The CPA has also begun supervising the port activities in a coordinated manner on a regular basis, he said.
“All the efforts paid off by easing the port congestion.”
The port has been suffering from acute congestion since May 2016 when on an average nine vessels waited daily to be unloaded while the figure reached as high as 10 at the end of that year.
According to data from the CPA, each container vessel had to wait for almost 5 days in the Bay to get a jetty in 2016-17, which increased to 5.5 days in 2017-18.
Since the concluding week of November last year, the situation started improving.
In the last two months, on an average 4 to 6 container vessels remained waiting at the outer anchorage everyday while the number was 15 in the same period in 2017, according to the CPA.
Vessels are now getting berth at the port jetties within two days of arriving at the outer anchorage while it took more than five days even three to four months back.

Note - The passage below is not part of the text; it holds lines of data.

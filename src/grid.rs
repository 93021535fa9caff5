use rand::Rng;
use std::fs;
use std::path::{Path, PathBuf};
use thiserror::Error;

/// Rows kept verbatim by `regenerate` in the stock map (outer border plus the ghost house band)
pub const DEFAULT_TEMPLATE_ROWS: [i32; 7] = [0, 14, 15, 16, 17, 18, 31];

/// Chance that a cell in a randomized row becomes a wall
pub const DEFAULT_WALL_PROBABILITY: f64 = 0.3;

/// Size of the all-wall grid used when the map file can't be read
pub const FALLBACK_SIZE: i32 = 20;

#[derive(Debug, Clone, Copy, PartialEq, Eq)]
pub enum Cell {
    Floor,
    Wall,
}

impl Cell {
    pub fn from_char(ch: char) -> Option<Self> {
        match ch {
            '0' => Some(Cell::Floor),
            '1' => Some(Cell::Wall),
            _ => None,
        }
    }

    pub fn to_char(self) -> char {
        match self {
            Cell::Floor => '0',
            Cell::Wall => '1',
        }
    }
}

#[derive(Debug, Error)]
pub enum GridError {
    #[error("failed to access map file {path}: {source}")]
    Io {
        path: PathBuf,
        #[source]
        source: std::io::Error,
    },
    #[error("map source contains no rows")]
    Empty,
    #[error("row {row} has {found} cells, expected {expected}")]
    RaggedRow { row: usize, expected: usize, found: usize },
    #[error("invalid cell '{ch}' at row {row}, column {col}")]
    InvalidCell { row: usize, col: usize, ch: char },
}

/// Tile grid of floor and wall cells, stored row-major
#[derive(Clone, Debug)]
pub struct Grid {
    pub rows: i32,
    pub cols: i32,
    cells: Vec<Cell>,
    /// Cells as originally loaded; `regenerate` copies template rows from here
    source: Vec<Cell>,
    /// Revision number - incremented whenever grid cells change
    revision: u64,
}

impl Grid {
    fn from_cells(rows: i32, cols: i32, cells: Vec<Cell>) -> Self {
        Grid {
            rows,
            cols,
            source: cells.clone(),
            cells,
            revision: 0,
        }
    }

    /// Create a grid with every cell set to floor
    pub fn new(rows: i32, cols: i32) -> Self {
        Self::filled(rows, cols, Cell::Floor)
    }

    pub fn filled(rows: i32, cols: i32, cell: Cell) -> Self {
        let rows = rows.max(1);
        let cols = cols.max(1);
        Self::from_cells(rows, cols, vec![cell; (rows * cols) as usize])
    }

    /// Create an open grid with specific wall cells (given as cell IDs)
    pub fn with_walls(rows: i32, cols: i32, walls: &[i32]) -> Self {
        let mut cells = vec![Cell::Floor; (rows.max(1) * cols.max(1)) as usize];
        for &cell_id in walls {
            if cell_id >= 0 && (cell_id as usize) < cells.len() {
                cells[cell_id as usize] = Cell::Wall;
            }
        }
        Self::from_cells(rows.max(1), cols.max(1), cells)
    }

    /// Parse the `0`/`1` text format. Blank lines are skipped and every
    /// remaining row must have the same width.
    pub fn parse(text: &str) -> Result<Self, GridError> {
        let lines: Vec<&str> = text
            .lines()
            .map(str::trim)
            .filter(|line| !line.is_empty())
            .collect();

        let Some(first) = lines.first() else {
            return Err(GridError::Empty);
        };
        let cols = first.chars().count();

        let mut cells = Vec::with_capacity(lines.len() * cols);
        for (row, line) in lines.iter().enumerate() {
            let found = line.chars().count();
            if found != cols {
                return Err(GridError::RaggedRow { row, expected: cols, found });
            }
            for (col, ch) in line.chars().enumerate() {
                let cell = Cell::from_char(ch).ok_or(GridError::InvalidCell { row, col, ch })?;
                cells.push(cell);
            }
        }

        Ok(Self::from_cells(lines.len() as i32, cols as i32, cells))
    }

    /// Read and parse a map file
    pub fn load(path: impl AsRef<Path>) -> Result<Self, GridError> {
        let path = path.as_ref();
        let text = fs::read_to_string(path).map_err(|source| GridError::Io {
            path: path.to_path_buf(),
            source,
        })?;
        Self::parse(&text)
    }

    /// Load a map file, substituting an all-wall grid if it can't be used
    pub fn load_or_fallback(path: impl AsRef<Path>, fallback_rows: i32, fallback_cols: i32) -> Self {
        let path = path.as_ref();
        match Self::load(path) {
            Ok(grid) => {
                log::info!("Loaded {}x{} map from {}", grid.cols, grid.rows, path.display());
                grid
            }
            Err(e) => {
                log::warn!("Could not load map: {}", e);
                log::warn!("Using a {}x{} all-wall map", fallback_cols, fallback_rows);
                Self::filled(fallback_rows, fallback_cols, Cell::Wall)
            }
        }
    }

    /// Serialize rows back to the `0`/`1` format, one newline-terminated line per row
    pub fn to_text(&self) -> String {
        let mut text = String::with_capacity(((self.cols + 1) * self.rows) as usize);
        for row in self.cells.chunks(self.cols as usize) {
            text.extend(row.iter().map(|cell| cell.to_char()));
            text.push('\n');
        }
        text
    }

    pub fn save(&self, path: impl AsRef<Path>) -> Result<(), GridError> {
        let path = path.as_ref();
        fs::write(path, self.to_text()).map_err(|source| GridError::Io {
            path: path.to_path_buf(),
            source,
        })
    }

    /// Re-derive the grid from its source layout: template rows are copied
    /// verbatim, every other row is re-rolled with walls at `wall_probability`
    /// and walled off at both ends.
    pub fn regenerate<R: Rng + ?Sized>(&mut self, rng: &mut R, template_rows: &[i32], wall_probability: f64) {
        let p = if wall_probability.is_nan() { 0.0 } else { wall_probability.clamp(0.0, 1.0) };
        let cols = self.cols as usize;

        for y in 0..self.rows {
            let start = y as usize * cols;
            let row = &mut self.cells[start..start + cols];

            if template_rows.contains(&y) {
                row.copy_from_slice(&self.source[start..start + cols]);
                continue;
            }

            for cell in row.iter_mut() {
                *cell = if rng.gen_bool(p) { Cell::Wall } else { Cell::Floor };
            }
            row[0] = Cell::Wall;
            row[cols - 1] = Cell::Wall;
        }

        self.revision += 1;
    }

    /// Check if (x, y) is inside the grid and a floor cell
    pub fn is_valid(&self, x: i32, y: i32) -> bool {
        self.in_bounds(x, y) && self.cells[self.get_id(x, y) as usize] == Cell::Floor
    }

    pub fn in_bounds(&self, x: i32, y: i32) -> bool {
        x >= 0 && x < self.cols && y >= 0 && y < self.rows
    }

    /// Check if a cell at (x, y) is a wall. Out of bounds counts as wall.
    pub fn is_wall(&self, x: i32, y: i32) -> bool {
        !self.is_valid(x, y)
    }

    /// Convert (x, y) coordinates to cell ID
    pub fn get_id(&self, x: i32, y: i32) -> i32 {
        x + y * self.cols
    }

    /// Convert cell ID to (x, y) coordinates
    pub fn get_coords(&self, id: i32) -> (i32, i32) {
        (id % self.cols, id / self.cols)
    }

    /// Get cell at (x, y); out of bounds reads as wall
    pub fn get_cell(&self, x: i32, y: i32) -> Cell {
        if !self.in_bounds(x, y) {
            return Cell::Wall;
        }
        self.cells[self.get_id(x, y) as usize]
    }

    /// Set cell at (x, y)
    pub fn set_cell(&mut self, x: i32, y: i32, cell: Cell) {
        if self.in_bounds(x, y) {
            let id = self.get_id(x, y) as usize;
            if self.cells[id] != cell {
                self.cells[id] = cell;
                self.revision += 1;
            }
        }
    }

    /// All floor cells in row-major order
    pub fn floor_cells(&self) -> impl Iterator<Item = (i32, i32)> + '_ {
        self.cells
            .iter()
            .enumerate()
            .filter(|(_, cell)| **cell == Cell::Floor)
            .map(|(id, _)| self.get_coords(id as i32))
    }

    /// Get current grid revision number
    pub fn get_revision(&self) -> u64 {
        self.revision
    }
}

impl PartialEq for Grid {
    fn eq(&self, other: &Self) -> bool {
        self.rows == other.rows && self.cols == other.cols && self.cells == other.cells
    }
}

Kota Wangi, a Singapore flagged vessel that arrived at the outer anchorage on February 4, got berth at jetty No 3 of New Mooring Container Terminal on February 6.
The vessel left the port for Singapore on February 8 after discharging 484 twenty-foot equivalent units (TEUs) of import containers and loading around 1,000 TEUs export laden and empty containers.
With the improvement of the congestion, vessel's operating cost has come down significantly, said Michael Rodrigues, general manager of vessel operating firm Sea Consortium.
“Earlier, the operators had to count $10,000 to wait at the port for every additional day,” he said.
“Now we can arrange two round trips for a vessel in a month on Chattogram-Singapore or Chattogram-Malaysia routes since our vessels can now leave within four to five days while it was difficult several months back.”
Businesses are happy, as less time is needed now to get the import containers and go for exports, said Nasir Uddin Chowdhury, chairman of the BGMEA's standing committee on port and shipping.
He, however, said the challenge is still there for the port authority to continue easing the congestion, as the country's trade activities are growing every day.
There is no alternative to building new jetties and yard facilities in the port, otherwise the bitter experience of congestion can come back anytime during a sudden rise in cargo volume, he opined.
The ongoing projects to construct Patenga Container Terminal, Laldia Multi-purpose Terminal and the much-talked-about Bay terminal should be completed on time, Chowdhury said.
The number of vehicles that enter into the port to get delivery of the imported items is increasing every day, said Khairul Alam Sujan, director for ports and customs at Bangladesh Freight Forwarders Association.